Hennessey, which claims it can tune the Porsche Taycan electric vehicle, says that it will offer a C8 Corvette with up to 1,200 horsepower.
And the internet went: “Ooh! Ahh!” before scrolling to the next meme.
This is marketing in 2019. Other companies like Tesla have embraced this far-reaching hype game with unstable, unfinished foundations to their claims, and it’s going to lead to nowhere good.
If you read our manifesto, you know that we exist to be something beyond low-rent clickbait and malnourishing word salad. We’re not here to tell you that a crossover might get a third vent in the second row, or fart out three hundred words about different colored brake calipers. As automotive media Jedi Knights, we have the skills to build you a better story.

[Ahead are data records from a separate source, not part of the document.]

//! Derived build artifacts: generated sources and their public interfaces.
//!
//! Both artifact types are immutable once produced. A [`GeneratedArtifact`] is
//! the full source text for one component; an [`InterfaceArtifact`] is the
//! minimal public surface of that component, and is the only representation of
//! a dependency that downstream generation is ever allowed to see.

use serde::{Deserialize, Serialize};
use sha2::{Digest, Sha256};

/// Marker line prepended to an interface whose usage synthesis failed.
///
/// Consumers can tell a bare structural skeleton apart from a fully
/// augmented interface by the presence of this header.
pub const DEGRADED_MARKER: &str = "// NOTE: usage description unavailable; structural skeleton only";

/// Full generated source text for one component.
///
/// Tagged with the digest of the component spec that produced it and the
/// ordered interface digests of the dependencies that were in context, so an
/// artifact is always traceable to the exact inputs it was generated from.
#[derive(Debug, Clone, Serialize, Deserialize, PartialEq, Eq)]
pub struct GeneratedArtifact {
    /// Id of the component this source was generated for.
    pub component_id: String,
    /// The generated source text.
    pub source: String,
    /// Digest of the component's own inputs (description, docs, params).
    pub spec_digest: String,
    /// Interface digests of the dependencies, in declared order.
    pub dep_interface_digests: Vec<String>,
}

/// How much semantic information an interface carries.
#[derive(Debug, Clone, Copy, Serialize, Deserialize, PartialEq, Eq)]
#[serde(rename_all = "kebab-case")]
pub enum InterfaceFidelity {
    /// Structural skeleton plus a synthesized usage description.
    Full,
    /// Structural skeleton only; usage synthesis failed.
    Degraded,
}

/// Signature-level representation of a component's public surface.
///
/// For self-describing targets this is byte-identical to the generated
/// source. For compiled targets it is a decompiled skeleton with a
/// synthesized usage description attached as a leading doc block.
#[derive(Debug, Clone, Serialize, Deserialize, PartialEq, Eq)]
pub struct InterfaceArtifact {
    /// Id of the component this interface describes.
    pub component_id: String,
    /// The interface text fed to dependents as context.
    pub text: String,
    pub fidelity: InterfaceFidelity,
}

impl InterfaceArtifact {
    /// Interface taken verbatim from the generated source (self-describing path).
    pub fn verbatim(component_id: impl Into<String>, source: impl Into<String>) -> Self {
        Self {
            component_id: component_id.into(),
            text: source.into(),
            fidelity: InterfaceFidelity::Full,
        }
    }

    /// Bare skeleton fallback used when usage synthesis fails.
    pub fn degraded(component_id: impl Into<String>, skeleton: &str) -> Self {
        Self {
            component_id: component_id.into(),
            text: format!("{DEGRADED_MARKER}\n{skeleton}"),
            fidelity: InterfaceFidelity::Degraded,
        }
    }

    /// Content digest of the interface text, in `sha256:<hex>` form.
    ///
    /// This digest is what dependents fold into their cache keys, so any
    /// interface change invalidates every transitive descendant.
    pub fn digest(&self) -> String {
        let mut hasher = Sha256::new();
        hasher.update(self.text.as_bytes());
        format!("sha256:{}", hex::encode(hasher.finalize()))
    }
}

So here it is: the Hennessey Corvette C8 is Texas snake oil. We’re not going to bother to write about what sort of rundown of specs it might have, or what sort of kit it will feature to produce its claimed 1,200 horsepower. Never mind that upcoming versions from the factory will likely produce somewhere around that figure, with full validation and a better warranty. See: E-Ray, Z06, ZR1 and Zora.
Never mind that for now. If you have followed us from the get-go, you know that we have said this again and again, the C8 Corvette will be next to impossible to crack without the help of General Motors itself. And they don’t have to play along if they don’t want to.

ECU hacking has so far been the only way to get around GM’s fortified defenses, with HP Tuners and other companies providing solutions for the aftermarket to get around this electronic barrier. They have so far gotten through GM’s Global A electronics architecture, which has coding that dates back to the 1990’s.
The upcoming Global B electronics architecture is a completely different monster.
While we have yet to make sense of the computer science behind Global B, it’s understood that the architecture is five times more powerful than Global A, can process 4.5 terabytes of data per hour, will allow for OTA updates, and can handle the many systems needed to keep autonomous and semi-autonomous vehicles operational. Because of its capabilities, cybersecurity was priority number one. General Motors contracted hackers, defense companies, aerospace manufacturers, researchers, and even held a “bug bounty” program to uncover any possible flaws.
Hennessey Performance will have to overcome this if it plans on offering a C8 Corvette with anything more than an approved exhaust kit, as will the rest of the tuning industry. Anybody claiming they can do otherwise at this point is carrying reckless hope at best, and outright lying at worst.